A shared love of reading is one way we connect; it can also be a way to access unfamiliar viewpoints and stories we wouldn’t encounter in our day-to-day. Earlier in the month, we shared some Black History Month reading for adults (and children), all of which offer terrific entry points for readers of all colors eager to better understand Black experiences. These are books to enjoy all year long — may they inform, inspire, and uplift.
 
Happy Reading,
 
Amy Pagliarella
Outlook Book Review Editor

BOOK OF THE MONTH

Field Notes for the Wilderness: Practices for an Evolving Faith
Sarah Bessey
Convergent Books, 256 pages
Published February 20, 2024
 
As an Evolving Faith co-founder, Sarah Bessey joined writers like Rachel Held Evans and Jeff Chu to create space for Christians actively deconstructing their faith and pulling away from harmful theologies and toxic communities. In Field Notes for the Wilderness, Bessey writes to fellow “wanderers” who seek a way to follow Jesus that honors their doubts and questions. She writes with the confidence of someone who has wandered (and suffered — she and her husband have lost jobs and friends when they questioned their church’s attitudes toward women, LGBTQ folks, and more) and has found a new home. Yet, she also writes with the humility of one who still searches, questions and doubts.
 
Field Notes for the Wilderness doesn’t necessarily offer anything new; the “ex-vangelical” field is increasingly crowded with authors who walked away from a faith that was too certain, too restrictive, and sometimes actively harmful. But Bessey is a clear-eyed and warm-hearted companion for our journey toward an all-loving God and a more inclusive faith. Each chapter is a letter to a reader (Dear Heartbroken…, Dear Wonderer…) and each speaks to a different time and place in which readers might find themselves. This is, therefore, truly a “field guide” that can be read linearly or picked up in search of guidance for particular situations.
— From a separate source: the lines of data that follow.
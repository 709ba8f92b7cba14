/// Observable state of a supervised socket.
#[derive(Debug, Clone, Copy, PartialEq, Eq, Default)]
pub enum ConnectionStatus {
	/// No socket and no attempt in progress.
	#[default]
	Disconnected,
	/// An attempt is in progress.
	Connecting,
	/// The socket is open.
	Connected,
	/// Reconnection gave up after the attempt cap.
	Failed,
}

impl ConnectionStatus {
	/// Returns true for [`Self::Connected`].
	pub const fn is_connected(self) -> bool {
		matches!(self, Self::Connected)
	}
}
With gentle humor, personal anecdotes and solid theology, Bessey witnesses to a God of grace and glory who loves her – and you – forever.

QUOTE OF THE MONTH
“Creation is the masterpiece of God’s artistry, and its richness a gift for our senses … if we love God’s good creation, we will have limitless occasions to give God our thanks and to thrill a little at God’s ingenuity in fashioning it.”
 
Book Giveaway! 

Congratulations to last month’s winner Christopher Kirwan. Thanks to our generous partners at Resource Publications, they received David Brown Howell's Buried Dreamer.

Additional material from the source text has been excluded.